*Working data:*
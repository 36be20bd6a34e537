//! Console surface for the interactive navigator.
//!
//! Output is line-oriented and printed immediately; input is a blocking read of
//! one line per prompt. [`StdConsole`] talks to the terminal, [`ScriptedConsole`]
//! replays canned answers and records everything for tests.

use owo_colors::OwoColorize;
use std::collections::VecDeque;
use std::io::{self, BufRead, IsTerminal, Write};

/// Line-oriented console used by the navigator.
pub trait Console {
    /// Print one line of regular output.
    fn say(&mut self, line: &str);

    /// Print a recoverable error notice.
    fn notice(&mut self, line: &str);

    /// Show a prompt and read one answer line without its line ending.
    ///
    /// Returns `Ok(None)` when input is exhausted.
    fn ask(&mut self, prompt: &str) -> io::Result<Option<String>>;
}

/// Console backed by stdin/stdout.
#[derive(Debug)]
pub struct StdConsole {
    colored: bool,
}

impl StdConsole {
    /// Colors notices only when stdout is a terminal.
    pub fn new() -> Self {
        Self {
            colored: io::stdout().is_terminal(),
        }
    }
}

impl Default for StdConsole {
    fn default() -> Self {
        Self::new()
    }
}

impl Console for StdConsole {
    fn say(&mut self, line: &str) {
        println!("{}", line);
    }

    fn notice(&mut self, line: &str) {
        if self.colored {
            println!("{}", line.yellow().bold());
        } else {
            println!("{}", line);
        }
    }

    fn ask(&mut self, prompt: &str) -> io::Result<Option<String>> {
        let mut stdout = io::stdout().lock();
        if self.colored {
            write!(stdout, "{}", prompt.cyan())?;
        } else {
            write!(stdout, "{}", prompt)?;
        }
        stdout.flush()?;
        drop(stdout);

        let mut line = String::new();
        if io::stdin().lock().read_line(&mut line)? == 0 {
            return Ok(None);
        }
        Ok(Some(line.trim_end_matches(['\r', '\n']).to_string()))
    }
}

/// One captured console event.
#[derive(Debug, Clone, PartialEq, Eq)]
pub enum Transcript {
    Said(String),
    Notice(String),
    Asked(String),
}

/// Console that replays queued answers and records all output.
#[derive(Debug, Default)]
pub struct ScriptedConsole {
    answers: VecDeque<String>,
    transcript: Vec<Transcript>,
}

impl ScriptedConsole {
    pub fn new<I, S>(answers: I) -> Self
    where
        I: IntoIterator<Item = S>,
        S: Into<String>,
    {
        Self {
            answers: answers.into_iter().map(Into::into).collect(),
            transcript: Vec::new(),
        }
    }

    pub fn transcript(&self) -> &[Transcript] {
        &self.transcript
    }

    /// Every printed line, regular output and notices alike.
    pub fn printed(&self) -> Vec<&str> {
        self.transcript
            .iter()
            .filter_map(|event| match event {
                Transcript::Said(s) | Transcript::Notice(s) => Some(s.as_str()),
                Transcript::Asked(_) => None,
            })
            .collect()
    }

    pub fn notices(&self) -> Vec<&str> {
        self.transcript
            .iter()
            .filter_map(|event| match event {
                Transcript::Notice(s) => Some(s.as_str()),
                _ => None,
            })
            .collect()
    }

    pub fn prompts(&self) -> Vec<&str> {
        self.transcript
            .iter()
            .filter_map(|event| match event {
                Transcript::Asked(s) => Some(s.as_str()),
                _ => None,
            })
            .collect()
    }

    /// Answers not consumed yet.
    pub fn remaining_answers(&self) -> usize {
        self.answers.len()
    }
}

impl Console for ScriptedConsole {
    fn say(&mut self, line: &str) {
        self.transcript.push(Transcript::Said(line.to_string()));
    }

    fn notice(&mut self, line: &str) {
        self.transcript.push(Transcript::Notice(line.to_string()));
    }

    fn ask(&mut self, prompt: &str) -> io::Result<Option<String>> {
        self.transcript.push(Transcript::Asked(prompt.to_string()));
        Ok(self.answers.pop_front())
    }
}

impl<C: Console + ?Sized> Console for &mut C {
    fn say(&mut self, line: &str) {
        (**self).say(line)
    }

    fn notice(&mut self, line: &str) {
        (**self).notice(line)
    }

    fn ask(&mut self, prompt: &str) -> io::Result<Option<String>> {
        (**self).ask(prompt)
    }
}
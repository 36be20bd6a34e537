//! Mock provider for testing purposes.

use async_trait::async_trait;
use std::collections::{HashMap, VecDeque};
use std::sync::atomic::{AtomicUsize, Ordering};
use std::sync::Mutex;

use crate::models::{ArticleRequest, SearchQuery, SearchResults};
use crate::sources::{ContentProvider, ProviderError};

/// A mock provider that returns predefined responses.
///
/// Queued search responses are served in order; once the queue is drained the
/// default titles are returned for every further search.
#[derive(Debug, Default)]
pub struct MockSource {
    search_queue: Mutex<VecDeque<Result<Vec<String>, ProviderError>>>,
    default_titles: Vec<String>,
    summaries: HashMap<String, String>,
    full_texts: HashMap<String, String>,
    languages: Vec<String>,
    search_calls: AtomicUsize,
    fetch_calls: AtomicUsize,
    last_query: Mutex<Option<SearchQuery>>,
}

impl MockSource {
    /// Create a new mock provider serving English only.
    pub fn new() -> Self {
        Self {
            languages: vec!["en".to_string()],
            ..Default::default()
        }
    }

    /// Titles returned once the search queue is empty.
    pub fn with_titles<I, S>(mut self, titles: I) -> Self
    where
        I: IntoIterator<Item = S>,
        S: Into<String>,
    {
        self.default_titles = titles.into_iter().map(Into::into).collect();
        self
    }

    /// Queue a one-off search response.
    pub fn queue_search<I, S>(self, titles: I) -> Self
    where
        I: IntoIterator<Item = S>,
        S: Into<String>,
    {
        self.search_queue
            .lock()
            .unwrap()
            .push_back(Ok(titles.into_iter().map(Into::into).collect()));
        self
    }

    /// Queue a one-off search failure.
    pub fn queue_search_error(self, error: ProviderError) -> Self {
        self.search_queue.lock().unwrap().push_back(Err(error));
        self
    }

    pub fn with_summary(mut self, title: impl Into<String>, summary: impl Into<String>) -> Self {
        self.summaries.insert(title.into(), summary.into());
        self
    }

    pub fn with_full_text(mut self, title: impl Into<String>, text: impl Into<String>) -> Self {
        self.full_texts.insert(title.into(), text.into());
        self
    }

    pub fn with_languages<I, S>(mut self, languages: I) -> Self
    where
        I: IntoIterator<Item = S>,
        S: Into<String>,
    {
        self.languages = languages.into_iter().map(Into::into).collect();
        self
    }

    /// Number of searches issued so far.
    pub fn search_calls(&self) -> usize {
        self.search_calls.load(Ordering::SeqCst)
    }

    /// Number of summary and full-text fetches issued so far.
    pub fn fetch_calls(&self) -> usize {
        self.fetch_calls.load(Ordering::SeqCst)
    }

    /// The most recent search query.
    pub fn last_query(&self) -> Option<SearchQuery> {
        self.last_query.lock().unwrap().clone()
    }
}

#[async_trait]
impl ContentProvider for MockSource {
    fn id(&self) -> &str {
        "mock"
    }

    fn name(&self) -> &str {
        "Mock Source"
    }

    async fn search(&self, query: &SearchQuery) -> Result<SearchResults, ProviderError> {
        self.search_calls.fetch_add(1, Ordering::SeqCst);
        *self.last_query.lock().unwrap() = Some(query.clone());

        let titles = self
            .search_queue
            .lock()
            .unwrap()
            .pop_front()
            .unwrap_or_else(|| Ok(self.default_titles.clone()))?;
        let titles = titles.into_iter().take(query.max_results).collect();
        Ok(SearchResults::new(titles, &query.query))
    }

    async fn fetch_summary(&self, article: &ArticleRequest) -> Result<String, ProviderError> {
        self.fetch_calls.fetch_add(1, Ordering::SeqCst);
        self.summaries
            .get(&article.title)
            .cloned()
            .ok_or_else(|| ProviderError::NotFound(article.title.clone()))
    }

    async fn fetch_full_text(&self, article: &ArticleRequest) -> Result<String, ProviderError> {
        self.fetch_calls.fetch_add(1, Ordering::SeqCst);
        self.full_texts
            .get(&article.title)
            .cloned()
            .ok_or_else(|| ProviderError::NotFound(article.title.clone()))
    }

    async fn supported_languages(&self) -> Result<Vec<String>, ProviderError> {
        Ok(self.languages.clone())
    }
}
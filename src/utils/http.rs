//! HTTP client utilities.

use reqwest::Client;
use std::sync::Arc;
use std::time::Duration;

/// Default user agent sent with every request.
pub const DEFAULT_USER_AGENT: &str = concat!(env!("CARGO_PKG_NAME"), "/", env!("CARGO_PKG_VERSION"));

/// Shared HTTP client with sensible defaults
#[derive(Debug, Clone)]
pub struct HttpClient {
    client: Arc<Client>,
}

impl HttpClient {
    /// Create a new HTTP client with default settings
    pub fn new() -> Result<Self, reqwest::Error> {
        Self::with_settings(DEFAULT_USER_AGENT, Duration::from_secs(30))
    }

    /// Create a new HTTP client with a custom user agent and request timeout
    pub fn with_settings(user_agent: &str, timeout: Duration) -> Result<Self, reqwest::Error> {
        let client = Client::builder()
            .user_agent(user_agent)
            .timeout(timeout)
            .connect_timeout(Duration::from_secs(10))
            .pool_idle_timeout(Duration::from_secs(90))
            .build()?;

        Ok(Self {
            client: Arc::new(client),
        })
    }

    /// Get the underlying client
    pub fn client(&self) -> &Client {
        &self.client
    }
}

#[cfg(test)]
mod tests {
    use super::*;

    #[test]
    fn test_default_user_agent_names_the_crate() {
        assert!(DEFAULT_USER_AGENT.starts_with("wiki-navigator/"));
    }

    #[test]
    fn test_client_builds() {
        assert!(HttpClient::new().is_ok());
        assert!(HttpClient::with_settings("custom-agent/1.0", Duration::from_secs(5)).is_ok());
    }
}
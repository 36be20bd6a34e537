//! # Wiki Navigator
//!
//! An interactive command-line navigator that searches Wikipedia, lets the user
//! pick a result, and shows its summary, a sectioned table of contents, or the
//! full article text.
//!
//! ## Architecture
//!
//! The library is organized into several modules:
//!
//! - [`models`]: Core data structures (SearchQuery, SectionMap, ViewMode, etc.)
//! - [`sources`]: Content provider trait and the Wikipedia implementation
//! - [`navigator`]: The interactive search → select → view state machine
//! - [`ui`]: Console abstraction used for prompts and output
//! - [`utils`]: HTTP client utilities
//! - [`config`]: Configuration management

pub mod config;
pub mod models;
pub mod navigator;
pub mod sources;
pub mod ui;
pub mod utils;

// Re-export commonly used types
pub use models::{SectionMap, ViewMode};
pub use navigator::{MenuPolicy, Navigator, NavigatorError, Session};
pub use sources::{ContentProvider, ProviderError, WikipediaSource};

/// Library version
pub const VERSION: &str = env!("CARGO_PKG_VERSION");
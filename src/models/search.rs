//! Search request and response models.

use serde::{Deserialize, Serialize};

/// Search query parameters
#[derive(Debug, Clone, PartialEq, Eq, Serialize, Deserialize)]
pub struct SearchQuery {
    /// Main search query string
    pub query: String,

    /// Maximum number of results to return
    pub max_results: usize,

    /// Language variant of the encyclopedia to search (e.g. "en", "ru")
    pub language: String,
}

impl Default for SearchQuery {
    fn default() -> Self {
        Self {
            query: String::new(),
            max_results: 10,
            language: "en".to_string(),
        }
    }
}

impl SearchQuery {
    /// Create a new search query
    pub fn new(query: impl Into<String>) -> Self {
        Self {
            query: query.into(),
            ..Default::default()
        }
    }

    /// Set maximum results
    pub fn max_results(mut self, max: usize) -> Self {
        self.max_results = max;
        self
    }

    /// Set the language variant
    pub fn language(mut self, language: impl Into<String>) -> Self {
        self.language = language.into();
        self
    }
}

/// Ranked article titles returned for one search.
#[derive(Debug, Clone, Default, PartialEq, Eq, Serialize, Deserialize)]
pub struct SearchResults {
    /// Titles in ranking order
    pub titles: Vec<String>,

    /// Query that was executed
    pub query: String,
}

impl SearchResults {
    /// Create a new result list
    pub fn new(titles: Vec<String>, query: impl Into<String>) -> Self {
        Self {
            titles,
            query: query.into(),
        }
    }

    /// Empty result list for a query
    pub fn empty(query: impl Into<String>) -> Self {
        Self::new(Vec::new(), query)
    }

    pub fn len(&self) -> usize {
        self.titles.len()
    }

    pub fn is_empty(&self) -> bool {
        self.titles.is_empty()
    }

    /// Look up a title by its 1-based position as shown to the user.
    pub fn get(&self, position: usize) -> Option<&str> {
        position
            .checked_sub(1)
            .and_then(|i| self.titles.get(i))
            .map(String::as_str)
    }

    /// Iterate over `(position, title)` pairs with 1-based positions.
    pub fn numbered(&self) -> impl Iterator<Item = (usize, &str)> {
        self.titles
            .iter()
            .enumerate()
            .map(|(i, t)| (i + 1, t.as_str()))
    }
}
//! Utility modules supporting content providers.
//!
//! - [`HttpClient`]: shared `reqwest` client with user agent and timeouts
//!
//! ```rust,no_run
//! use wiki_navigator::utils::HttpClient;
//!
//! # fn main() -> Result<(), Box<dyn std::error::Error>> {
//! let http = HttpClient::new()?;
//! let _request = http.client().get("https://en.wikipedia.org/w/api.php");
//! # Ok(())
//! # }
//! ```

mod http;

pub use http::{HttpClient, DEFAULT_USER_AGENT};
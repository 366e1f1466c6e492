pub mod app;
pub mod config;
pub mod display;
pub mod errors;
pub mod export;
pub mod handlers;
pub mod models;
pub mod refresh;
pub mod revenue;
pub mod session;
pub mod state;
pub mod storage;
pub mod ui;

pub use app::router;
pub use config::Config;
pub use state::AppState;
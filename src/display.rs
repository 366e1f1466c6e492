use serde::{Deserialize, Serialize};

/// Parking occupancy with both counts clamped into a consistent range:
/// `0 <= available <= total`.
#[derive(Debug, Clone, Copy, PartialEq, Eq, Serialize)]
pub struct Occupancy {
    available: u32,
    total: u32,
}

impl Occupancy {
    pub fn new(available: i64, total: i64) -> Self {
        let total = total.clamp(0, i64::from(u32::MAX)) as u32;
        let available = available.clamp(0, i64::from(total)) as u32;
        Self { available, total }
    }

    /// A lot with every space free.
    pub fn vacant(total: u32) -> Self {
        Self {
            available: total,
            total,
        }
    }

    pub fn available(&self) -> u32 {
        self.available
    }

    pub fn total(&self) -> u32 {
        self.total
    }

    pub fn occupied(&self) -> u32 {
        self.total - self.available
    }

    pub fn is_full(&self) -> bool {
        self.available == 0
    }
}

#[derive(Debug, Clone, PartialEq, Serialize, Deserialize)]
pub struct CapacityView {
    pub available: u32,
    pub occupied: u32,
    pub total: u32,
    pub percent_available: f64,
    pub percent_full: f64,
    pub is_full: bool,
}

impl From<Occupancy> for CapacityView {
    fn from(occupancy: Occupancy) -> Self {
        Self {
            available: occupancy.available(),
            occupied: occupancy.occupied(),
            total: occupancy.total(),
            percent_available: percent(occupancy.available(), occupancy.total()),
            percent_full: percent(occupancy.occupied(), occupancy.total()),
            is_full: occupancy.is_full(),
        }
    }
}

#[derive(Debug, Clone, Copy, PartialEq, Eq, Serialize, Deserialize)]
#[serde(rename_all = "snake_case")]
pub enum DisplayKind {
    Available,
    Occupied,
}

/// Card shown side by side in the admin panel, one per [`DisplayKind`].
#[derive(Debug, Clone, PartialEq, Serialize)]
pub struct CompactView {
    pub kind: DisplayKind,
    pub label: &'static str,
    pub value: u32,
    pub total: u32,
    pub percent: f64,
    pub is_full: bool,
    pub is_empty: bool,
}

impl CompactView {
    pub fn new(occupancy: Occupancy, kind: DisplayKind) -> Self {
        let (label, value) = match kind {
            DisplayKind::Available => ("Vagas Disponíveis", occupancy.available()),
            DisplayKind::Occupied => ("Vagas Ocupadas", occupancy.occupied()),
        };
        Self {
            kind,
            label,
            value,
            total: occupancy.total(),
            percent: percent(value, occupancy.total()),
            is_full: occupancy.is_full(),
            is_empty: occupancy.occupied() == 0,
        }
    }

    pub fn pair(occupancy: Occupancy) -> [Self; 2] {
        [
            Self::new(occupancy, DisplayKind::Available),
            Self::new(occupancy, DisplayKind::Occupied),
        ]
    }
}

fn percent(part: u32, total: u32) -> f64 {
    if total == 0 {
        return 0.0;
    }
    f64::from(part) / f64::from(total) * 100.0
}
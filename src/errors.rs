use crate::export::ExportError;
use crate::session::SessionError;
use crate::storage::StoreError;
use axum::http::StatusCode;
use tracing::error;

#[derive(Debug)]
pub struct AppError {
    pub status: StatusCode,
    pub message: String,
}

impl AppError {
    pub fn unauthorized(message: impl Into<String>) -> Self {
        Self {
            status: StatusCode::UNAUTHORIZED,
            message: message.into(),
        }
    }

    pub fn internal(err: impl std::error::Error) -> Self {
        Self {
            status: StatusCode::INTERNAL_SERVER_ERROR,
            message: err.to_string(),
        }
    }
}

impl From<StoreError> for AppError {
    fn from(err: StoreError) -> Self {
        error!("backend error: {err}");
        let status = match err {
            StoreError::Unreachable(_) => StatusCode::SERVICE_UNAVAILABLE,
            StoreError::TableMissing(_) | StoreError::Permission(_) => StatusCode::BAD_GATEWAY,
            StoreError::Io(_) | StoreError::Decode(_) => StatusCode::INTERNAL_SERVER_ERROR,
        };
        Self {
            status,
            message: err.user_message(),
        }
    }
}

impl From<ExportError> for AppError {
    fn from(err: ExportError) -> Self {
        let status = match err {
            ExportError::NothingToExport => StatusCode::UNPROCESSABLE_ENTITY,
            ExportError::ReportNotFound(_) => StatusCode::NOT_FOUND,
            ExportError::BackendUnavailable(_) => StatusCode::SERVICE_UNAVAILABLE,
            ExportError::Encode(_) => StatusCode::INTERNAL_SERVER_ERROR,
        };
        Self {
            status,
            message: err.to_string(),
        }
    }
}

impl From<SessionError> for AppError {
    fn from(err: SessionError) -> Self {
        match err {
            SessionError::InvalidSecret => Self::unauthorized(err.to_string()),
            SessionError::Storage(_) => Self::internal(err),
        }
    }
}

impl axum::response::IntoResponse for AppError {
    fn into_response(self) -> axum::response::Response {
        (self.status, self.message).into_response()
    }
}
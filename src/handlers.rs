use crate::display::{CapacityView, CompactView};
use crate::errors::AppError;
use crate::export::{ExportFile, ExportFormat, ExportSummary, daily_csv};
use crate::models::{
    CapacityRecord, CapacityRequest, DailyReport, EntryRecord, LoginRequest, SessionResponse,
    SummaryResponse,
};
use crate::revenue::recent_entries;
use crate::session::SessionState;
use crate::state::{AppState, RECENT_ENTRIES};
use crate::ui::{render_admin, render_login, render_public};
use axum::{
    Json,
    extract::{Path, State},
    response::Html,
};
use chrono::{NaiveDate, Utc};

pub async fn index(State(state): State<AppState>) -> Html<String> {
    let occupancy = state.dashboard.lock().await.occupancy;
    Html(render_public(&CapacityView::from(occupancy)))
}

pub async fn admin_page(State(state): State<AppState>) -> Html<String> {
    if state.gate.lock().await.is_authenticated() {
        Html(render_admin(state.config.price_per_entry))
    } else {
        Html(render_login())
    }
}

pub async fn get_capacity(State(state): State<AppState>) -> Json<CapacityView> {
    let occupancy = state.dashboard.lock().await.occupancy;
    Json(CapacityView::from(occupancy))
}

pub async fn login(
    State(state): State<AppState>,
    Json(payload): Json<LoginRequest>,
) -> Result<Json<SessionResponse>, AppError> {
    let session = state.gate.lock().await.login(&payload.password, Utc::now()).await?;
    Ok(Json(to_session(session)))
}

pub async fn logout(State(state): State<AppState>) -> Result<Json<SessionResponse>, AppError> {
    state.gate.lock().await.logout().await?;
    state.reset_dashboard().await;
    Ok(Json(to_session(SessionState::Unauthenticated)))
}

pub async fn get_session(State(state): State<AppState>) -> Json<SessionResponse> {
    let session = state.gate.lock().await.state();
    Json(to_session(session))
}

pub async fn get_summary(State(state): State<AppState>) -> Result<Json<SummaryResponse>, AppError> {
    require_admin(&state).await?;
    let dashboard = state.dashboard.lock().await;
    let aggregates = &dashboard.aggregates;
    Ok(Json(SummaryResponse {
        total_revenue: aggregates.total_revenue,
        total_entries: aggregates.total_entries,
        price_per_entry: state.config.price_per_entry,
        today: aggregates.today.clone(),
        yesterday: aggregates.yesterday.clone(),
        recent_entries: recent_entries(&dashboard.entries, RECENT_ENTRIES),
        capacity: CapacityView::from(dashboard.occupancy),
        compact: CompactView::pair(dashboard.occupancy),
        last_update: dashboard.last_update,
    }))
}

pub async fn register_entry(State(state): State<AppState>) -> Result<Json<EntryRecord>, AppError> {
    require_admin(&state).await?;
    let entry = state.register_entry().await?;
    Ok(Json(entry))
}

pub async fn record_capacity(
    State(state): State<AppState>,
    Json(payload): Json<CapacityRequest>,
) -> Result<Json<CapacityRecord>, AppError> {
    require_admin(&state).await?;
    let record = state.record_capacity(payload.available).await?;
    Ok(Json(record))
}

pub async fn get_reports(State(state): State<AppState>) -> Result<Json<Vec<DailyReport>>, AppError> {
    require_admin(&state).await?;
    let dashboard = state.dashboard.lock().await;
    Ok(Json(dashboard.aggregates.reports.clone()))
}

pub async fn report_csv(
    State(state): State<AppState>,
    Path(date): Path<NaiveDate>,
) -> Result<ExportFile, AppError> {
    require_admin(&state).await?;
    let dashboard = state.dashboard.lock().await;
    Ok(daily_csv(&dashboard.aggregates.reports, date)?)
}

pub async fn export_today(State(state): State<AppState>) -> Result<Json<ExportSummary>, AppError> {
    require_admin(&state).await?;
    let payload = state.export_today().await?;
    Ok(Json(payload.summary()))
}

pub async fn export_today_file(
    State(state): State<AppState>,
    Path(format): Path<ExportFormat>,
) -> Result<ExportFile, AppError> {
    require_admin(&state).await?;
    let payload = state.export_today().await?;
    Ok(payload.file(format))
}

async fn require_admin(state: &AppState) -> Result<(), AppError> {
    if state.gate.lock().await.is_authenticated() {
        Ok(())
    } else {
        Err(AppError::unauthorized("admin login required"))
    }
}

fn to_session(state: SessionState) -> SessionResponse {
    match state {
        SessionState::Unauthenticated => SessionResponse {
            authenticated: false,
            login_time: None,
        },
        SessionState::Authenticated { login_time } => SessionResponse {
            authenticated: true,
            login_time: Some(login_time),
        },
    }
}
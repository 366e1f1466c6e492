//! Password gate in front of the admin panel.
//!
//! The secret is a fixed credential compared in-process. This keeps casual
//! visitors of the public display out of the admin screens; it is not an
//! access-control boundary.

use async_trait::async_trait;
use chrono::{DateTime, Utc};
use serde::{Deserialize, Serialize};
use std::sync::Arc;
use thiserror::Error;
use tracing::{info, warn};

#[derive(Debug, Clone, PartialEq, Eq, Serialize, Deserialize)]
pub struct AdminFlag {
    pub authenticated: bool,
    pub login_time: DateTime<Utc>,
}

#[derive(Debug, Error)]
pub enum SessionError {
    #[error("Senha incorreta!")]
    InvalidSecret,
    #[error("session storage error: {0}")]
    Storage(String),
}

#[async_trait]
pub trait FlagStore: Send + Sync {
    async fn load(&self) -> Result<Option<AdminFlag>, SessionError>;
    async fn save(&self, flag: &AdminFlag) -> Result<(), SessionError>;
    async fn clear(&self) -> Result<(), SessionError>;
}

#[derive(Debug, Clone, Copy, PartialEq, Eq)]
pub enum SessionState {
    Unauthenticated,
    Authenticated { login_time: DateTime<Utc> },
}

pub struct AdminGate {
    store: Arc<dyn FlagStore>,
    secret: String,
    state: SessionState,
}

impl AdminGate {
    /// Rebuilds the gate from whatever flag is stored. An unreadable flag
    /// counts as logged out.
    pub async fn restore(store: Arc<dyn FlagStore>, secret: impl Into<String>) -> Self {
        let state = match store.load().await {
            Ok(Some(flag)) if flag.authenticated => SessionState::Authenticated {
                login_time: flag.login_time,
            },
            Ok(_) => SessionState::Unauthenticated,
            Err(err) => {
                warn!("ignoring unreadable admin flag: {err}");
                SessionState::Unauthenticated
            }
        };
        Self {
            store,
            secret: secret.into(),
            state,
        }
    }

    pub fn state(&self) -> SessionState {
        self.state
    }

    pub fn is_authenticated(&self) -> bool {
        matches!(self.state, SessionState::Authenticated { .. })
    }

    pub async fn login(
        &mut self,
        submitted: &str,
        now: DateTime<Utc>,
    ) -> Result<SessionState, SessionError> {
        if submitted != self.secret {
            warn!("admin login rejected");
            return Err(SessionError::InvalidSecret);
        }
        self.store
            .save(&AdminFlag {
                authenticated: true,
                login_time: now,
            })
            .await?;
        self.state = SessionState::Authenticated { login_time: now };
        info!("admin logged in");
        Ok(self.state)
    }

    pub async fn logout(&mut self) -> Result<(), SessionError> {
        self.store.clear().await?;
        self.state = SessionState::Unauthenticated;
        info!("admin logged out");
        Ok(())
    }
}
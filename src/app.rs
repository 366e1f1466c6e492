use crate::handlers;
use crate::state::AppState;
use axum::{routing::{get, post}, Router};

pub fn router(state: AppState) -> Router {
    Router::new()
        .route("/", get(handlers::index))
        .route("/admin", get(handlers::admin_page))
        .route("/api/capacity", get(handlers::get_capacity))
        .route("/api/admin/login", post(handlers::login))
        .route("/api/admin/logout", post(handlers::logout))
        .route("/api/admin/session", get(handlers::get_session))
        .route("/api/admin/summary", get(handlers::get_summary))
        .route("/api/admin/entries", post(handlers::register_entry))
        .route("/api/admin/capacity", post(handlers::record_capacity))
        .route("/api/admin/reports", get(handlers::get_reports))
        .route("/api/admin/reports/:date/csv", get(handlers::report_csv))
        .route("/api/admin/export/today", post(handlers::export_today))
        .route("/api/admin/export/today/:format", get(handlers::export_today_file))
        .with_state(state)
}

*What to do:* The answer must be every line from the records above that contains "Create".

*Answer space:*
    /// Create a new mock provider serving English only.
    /// Create a new HTTP client with default settings
    /// Create a new HTTP client with a custom user agent and request timeout
    /// Create a new search query
    /// Create a new result list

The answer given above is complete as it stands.